岡村、淳、東野…大物芸人が大阪に戻りたがる理由!
大阪を拠点に活動するお笑いコンビ「へびいちご」高橋智のフェイスブックに、昨秋あたりから、やたらと目立つ人物が頻繁に登場するようになった。
「ナインティナイン」の岡村隆史だ。
岡村は、昨年10月から朝日放送「なるみ・岡村の過ぎるTV」にレギュラー出演中。収録は、隔週で大阪の同局で行われるが、その度に、同期の大親友・高橋と食事をともにしている。大阪に戻ってくる頻度が激増し、その結果、高橋のフェイスブックを華々しくにぎわせているというワケだ。
岡村だけじゃない!
岡村のみならず、「ブラックマヨネーズ」、「ロンドンブーツ1号2号」田村淳、東野幸治…。東京のゴールデンタイムでもメインを張るような面々が、ここ半年で関西ローカルの新番組をスタートさせた。
「ブラマヨ」は関西テレビ「村上マヨネーズのツッコませて頂きます!」(2013年10月20日スタート)、淳は朝日放送「淳とシゲオのド深夜放送 キャー!ムービーシェアリング」(2014年2月1日スタート)で司会を担当。東野は朝日放送「教えて!ニュースライブ 正義のミカタ」(2014年4月5日スタート)で生放送情報番組の司会を初めて務めることになった。
これまでも、明石家さんまの毎日放送「痛快!明石家電視台」、「ダウンタウン」浜田雅功の毎日放送「ごぶごぶ」、今田耕司の読売テレビ「特盛!よしもと 今田・八光のおしゃべりジャングル」、「雨上がり決死隊」の朝日放送「雨上がりのやまとナゼ?しこ」などなど、売れっ子芸人が関西ローカルの番組をやっているパターンは多数あったが、ここにきてその流れが加速している。
東京ではできない”トレーニング”!?
「大阪で番組をやる大きな理由の1つが、”トレーニング”だと思います」(関西を拠点に活動する放送作家)。
依然続いているテレビ局の経費削減の流れから、ドラマなどお金と時間がかかる番組が減少し、芸人を集めてのバラエティーが増加。ただ、東京の番組は出演者数もとりわけ多く、どの出演者がどう話すか、どう振る舞うかの“交通整理”をしておかないと、まとまりがつかなくなってしまう。それを防ぐため、どこで誰がどんな話をするのかということを記した緻密な番組台本が作られる。
基本的に、司会者は台本に沿って番組を進め、出演者も自分の出番が来れば、予定されていたパフォーマンスをやっていくという流れが中心となる。

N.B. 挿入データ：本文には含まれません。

//! Messages emitted and consumed by the water systems.

use bevy::prelude::*;

use crate::floating::ExitReason;

/// An object entered a water trigger volume.
#[derive(bevy::prelude::Message, Clone, Copy, Debug, PartialEq)]
pub struct EnteredWater {
  pub water: Entity,
  pub entity: Entity,
}

/// An object left a water trigger volume or was destroyed inside it.
#[derive(bevy::prelude::Message, Clone, Copy, Debug, PartialEq)]
pub struct ExitedWater {
  pub water: Entity,
  pub entity: Entity,
  pub reason: ExitReason,
}

/// An object hit the surface fast enough to splash.
///
/// `play_sound` and `spawn_particles` are each true at most once per
/// submersion.
#[derive(bevy::prelude::Message, Clone, Copy, Debug, PartialEq)]
pub struct Splashed {
  pub water: Entity,
  pub entity: Entity,
  pub position: Vec2,
  pub speed: f32,
  pub play_sound: bool,
  pub spawn_particles: bool,
}

/// Asks for a ripple at world `(x, z)`.
///
/// With `water: None` every water whose horizontal span contains `x`
/// receives it.
#[derive(bevy::prelude::Message, Clone, Copy, Debug, PartialEq)]
pub struct RippleRequest {
  pub water: Option<Entity>,
  pub position: Vec2,
  pub radius: f32,
  pub strength: f32,
}

impl RippleRequest {
  pub fn at(position: Vec2, radius: f32, strength: f32) -> Self {
    Self {
      water: None,
      position,
      radius,
      strength,
    }
  }
}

一方、大阪の番組は東京に比べると出演者も少なく、台本も「オープニング コーナーなどあって……エンディング」といったように、内容のほとんどを出演者にゆだねたものが多い。
実際「…過ぎるTV」でも、出演者は基本的に岡村となるみのみ。一応、テーマに沿いながらトークを展開するが、流れは本人たちの思いで大きく変わっていく。
「芸人さんが自らを鍛える代表的な場は、劇場です。生のお客さんの前で芸を披露する。これに勝るトレーニングはないと言われますが、テレビなどで売れっ子になってくると、スケジュールの問題でそれもできなくなる。となると、自分自身が一から十までやりまくらなければならない、大阪の番組に目が向くんです」(前出放送作家)。
大阪への“恩返し”
もう1つの理由が、大阪への“恩返し”だという。現在、テレビでバリバリ活躍している年代が駆け出しだった頃にお世話になったディレクター、苦しいロケに同行してきたアシスタントディレクターらが年月を経てプロデューサーになり、どんな番組を作るかを決める世代になってきた。

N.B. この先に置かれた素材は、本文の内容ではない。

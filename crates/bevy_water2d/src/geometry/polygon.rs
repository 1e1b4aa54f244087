//! Polygon math shared by clipping and force computation.
//!
//! All routines expect counter-clockwise winding. [`ensure_ccw`] is applied
//! wherever polygons enter the crate (shape conversion, clip output), so the
//! area clamp in [`polygon_area_and_centroid`] only catches degenerate input.

use bevy::math::{Rect, Vec2};

/// Areas at or below this are treated as empty.
pub const AREA_EPSILON: f32 = 1e-6;

/// 2D cross product (z-component of 3D cross product).
#[inline]
pub fn cross_2d(a: Vec2, b: Vec2) -> f32 {
  a.x * b.y - a.y * b.x
}

/// Iterates the closed edge list of a polygon as `(start, end)` pairs.
pub fn edges(polygon: &[Vec2]) -> impl Iterator<Item = (Vec2, Vec2)> + '_ {
  let n = polygon.len();
  (0..n).map(move |i| (polygon[i], polygon[(i + 1) % n]))
}

/// Signed shoelace area. Positive for counter-clockwise winding.
pub fn signed_area(polygon: &[Vec2]) -> f32 {
  edges(polygon).map(|(a, b)| cross_2d(a, b)).sum::<f32>() * 0.5
}

/// Returns true if the polygon winds counter-clockwise.
pub fn is_counter_clockwise(polygon: &[Vec2]) -> bool {
  signed_area(polygon) > 0.0
}

/// Reverses the vertex order of a clockwise polygon in place.
pub fn ensure_ccw(polygon: &mut [Vec2]) {
  if signed_area(polygon) < 0.0 {
    polygon.reverse();
  }
}

/// Polygon area via the shoelace formula.
///
/// A negative result (clockwise or self-overlapping input) is clamped to 0.
pub fn polygon_area(polygon: &[Vec2]) -> f32 {
  if polygon.len() < 3 {
    return 0.0;
  }
  signed_area(polygon).max(0.0)
}

/// Polygon area and centroid.
///
/// The centroid uses the signed-area-weighted vertex-pair formula. When the
/// area is clamped to 0 the centroid falls back to the vertex average, which
/// keeps force application points finite for degenerate slivers.
pub fn polygon_area_and_centroid(polygon: &[Vec2]) -> (f32, Vec2) {
  if polygon.is_empty() {
    return (0.0, Vec2::ZERO);
  }

  let mut doubled_area = 0.0;
  let mut weighted = Vec2::ZERO;
  for (a, b) in edges(polygon) {
    let cross = cross_2d(a, b);
    doubled_area += cross;
    weighted += (a + b) * cross;
  }

  let area = doubled_area * 0.5;
  if area <= AREA_EPSILON {
    return (0.0, vertex_average(polygon));
  }

  (area, weighted / (3.0 * doubled_area))
}

/// Arithmetic mean of the vertices.
pub fn vertex_average(polygon: &[Vec2]) -> Vec2 {
  if polygon.is_empty() {
    return Vec2::ZERO;
  }
  polygon.iter().copied().sum::<Vec2>() / polygon.len() as f32
}

/// Axis-aligned bounds of a point set. Empty input yields an empty rect.
pub fn bounds(points: &[Vec2]) -> Rect {
  let Some(&first) = points.first() else {
    return Rect::default();
  };
  points
    .iter()
    .fold(Rect::from_corners(first, first), |rect, &p| {
      rect.union_point(p)
    })
}

/// Removes consecutive vertices closer than `epsilon`, including the
/// wrap-around pair.
pub fn dedup_vertices(polygon: &mut Vec<Vec2>, epsilon: f32) {
  let eps_sq = epsilon * epsilon;
  polygon.dedup_by(|b, a| a.distance_squared(*b) <= eps_sq);
  while polygon.len() > 1 {
    let first = polygon[0];
    let last = polygon[polygon.len() - 1];
    if first.distance_squared(last) > eps_sq {
      break;
    }
    polygon.pop();
  }
}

「東京の番組に比べると、大阪はへたすると、ケタが1つ違うくらいギャラは安い。でも、お世話になったディレクターが自らの番組を作るとなれば『何か手伝えることがあれば言ってな』となるのが、義理人情を重んじる芸人さんの世界。お世話になった“お返し”という意味も多分に含まれていると思います」(在阪スポーツ紙記者)。
大阪芸人は戦々恐々!?
苦楽を共にした仲間が肩を組んで番組を作る。作り手にとっても、出演者にとっても、モチベーションが高まり、いい番組が生まれやすい。こうなると、いいことづくめのように思えるが、この流れのあおりを唯一食らっているのが、大阪を拠点に活動している芸人たちなのだ。

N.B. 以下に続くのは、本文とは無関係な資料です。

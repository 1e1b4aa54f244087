//! Half-plane clip (Sutherland–Hodgman, single clip edge).

use bevy::math::Vec2;

use super::ClipResult;
use crate::geometry::{cross_2d, polygon::dedup_vertices};

/// Vertices closer than this after clipping are merged.
const MERGE_EPSILON: f32 = 1e-5;

/// Clips `subject` against the directed line `p0 → p1`, keeping the
/// half-plane on its right. With `p0` left of `p1` that is the water below
/// the line.
///
/// A subject entirely on the kept side is returned whole; one entirely on
/// the other side yields [`ClipResult::none`].
pub fn clip_against_line(subject: &[Vec2], p0: Vec2, p1: Vec2) -> ClipResult {
  debug_assert!(subject.len() >= 3, "clip subject needs at least 3 vertices");
  if subject.len() < 3 {
    return ClipResult::none();
  }

  let direction = p1 - p0;
  let side = |p: Vec2| cross_2d(direction, p - p0);

  let sides: Vec<f32> = subject.iter().map(|&p| side(p)).collect();
  if sides.iter().all(|&s| s <= 0.0) {
    return ClipResult::whole(subject);
  }
  if sides.iter().all(|&s| s >= 0.0) {
    return ClipResult::none();
  }

  let n = subject.len();
  let mut output = Vec::with_capacity(n + 2);
  for i in 0..n {
    let prev = (i + n - 1) % n;
    let (a, b) = (subject[prev], subject[i]);
    let (sa, sb) = (sides[prev], sides[i]);
    let a_inside = sa <= 0.0;
    let b_inside = sb <= 0.0;

    if b_inside {
      if !a_inside {
        output.push(intersect(a, b, sa, sb));
      }
      output.push(b);
    } else if a_inside {
      output.push(intersect(a, b, sa, sb));
    }
  }

  dedup_vertices(&mut output, MERGE_EPSILON);
  ClipResult::from_pieces(vec![output])
}

/// Point where segment `a → b` crosses the clip line, given signed sides.
#[inline]
fn intersect(a: Vec2, b: Vec2, sa: f32, sb: f32) -> Vec2 {
  let t = sa / (sa - sb);
  a + (b - a) * t
}

#[cfg(test)]
mod tests {
  use super::*;
  use crate::geometry::polygon_area;

  fn rect(min: Vec2, max: Vec2) -> Vec<Vec2> {
    vec![min, Vec2::new(max.x, min.y), max, Vec2::new(min.x, max.y)]
  }

  fn waterline(y: f32) -> (Vec2, Vec2) {
    (Vec2::new(-100.0, y), Vec2::new(100.0, y))
  }

  #[test]
  fn half_submerged_box() {
    let subject = rect(Vec2::new(-1.0, -0.5), Vec2::new(1.0, 0.5));
    let (p0, p1) = waterline(0.0);
    let result = clip_against_line(&subject, p0, p1);
    assert!(result.intersects);
    assert_eq!(result.pieces.len(), 1);
    assert!((result.area() - 1.0).abs() < 1e-5);
    let centroid = result.centroid().unwrap();
    assert!((centroid.y + 0.25).abs() < 1e-5);
  }

  #[test]
  fn fully_above_is_none() {
    let subject = rect(Vec2::new(-1.0, 1.0), Vec2::new(1.0, 2.0));
    let (p0, p1) = waterline(0.0);
    let result = clip_against_line(&subject, p0, p1);
    assert!(!result.intersects);
    assert!(result.pieces.is_empty());
  }

  #[test]
  fn fully_below_returns_subject() {
    let subject = rect(Vec2::new(-1.0, -3.0), Vec2::new(1.0, -2.0));
    let (p0, p1) = waterline(0.0);
    let result = clip_against_line(&subject, p0, p1);
    assert!(result.intersects);
    assert!((result.area() - polygon_area(&subject)).abs() < 1e-6);
  }

  #[test]
  fn sloped_line_cuts_diagonally() {
    // Line through (0,0) and (1,1) keeps the lower-right triangle of the box.
    let subject = rect(Vec2::ZERO, Vec2::ONE);
    let result = clip_against_line(&subject, Vec2::ZERO, Vec2::ONE);
    assert!(result.intersects);
    assert!((result.area() - 0.5).abs() < 1e-5);
  }

  #[test]
  fn concave_subject_keeps_both_prongs() {
    // U shape opening upward, waterline through the prongs.
    let subject = vec![
      Vec2::new(0.0, 0.0),
      Vec2::new(3.0, 0.0),
      Vec2::new(3.0, 3.0),
      Vec2::new(2.0, 3.0),
      Vec2::new(2.0, 1.0),
      Vec2::new(1.0, 1.0),
      Vec2::new(1.0, 3.0),
      Vec2::new(0.0, 3.0),
    ];
    let result = clip_against_line(&subject, Vec2::new(-1.0, 2.0), Vec2::new(4.0, 2.0));
    assert!(result.intersects);
    // Base 3x1 plus two prongs of 1x1.
    assert!((result.area() - 5.0).abs() < 1e-4);
  }
}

「コツコツと大阪で頑張ってきて、やっと番組が持てるような年代になった頃に、次から次へと東京からスターさんがやってきて番組をやり始める。大阪に根を張ってやってきている芸人さんたちは、東京から売れっ子が来ることを“黒船”と言って恐れてもいます」(在阪民放局スタッフ)。
”黒船”来航が相次ぎ、様変わりを見せる大阪。今後の展開が注目される。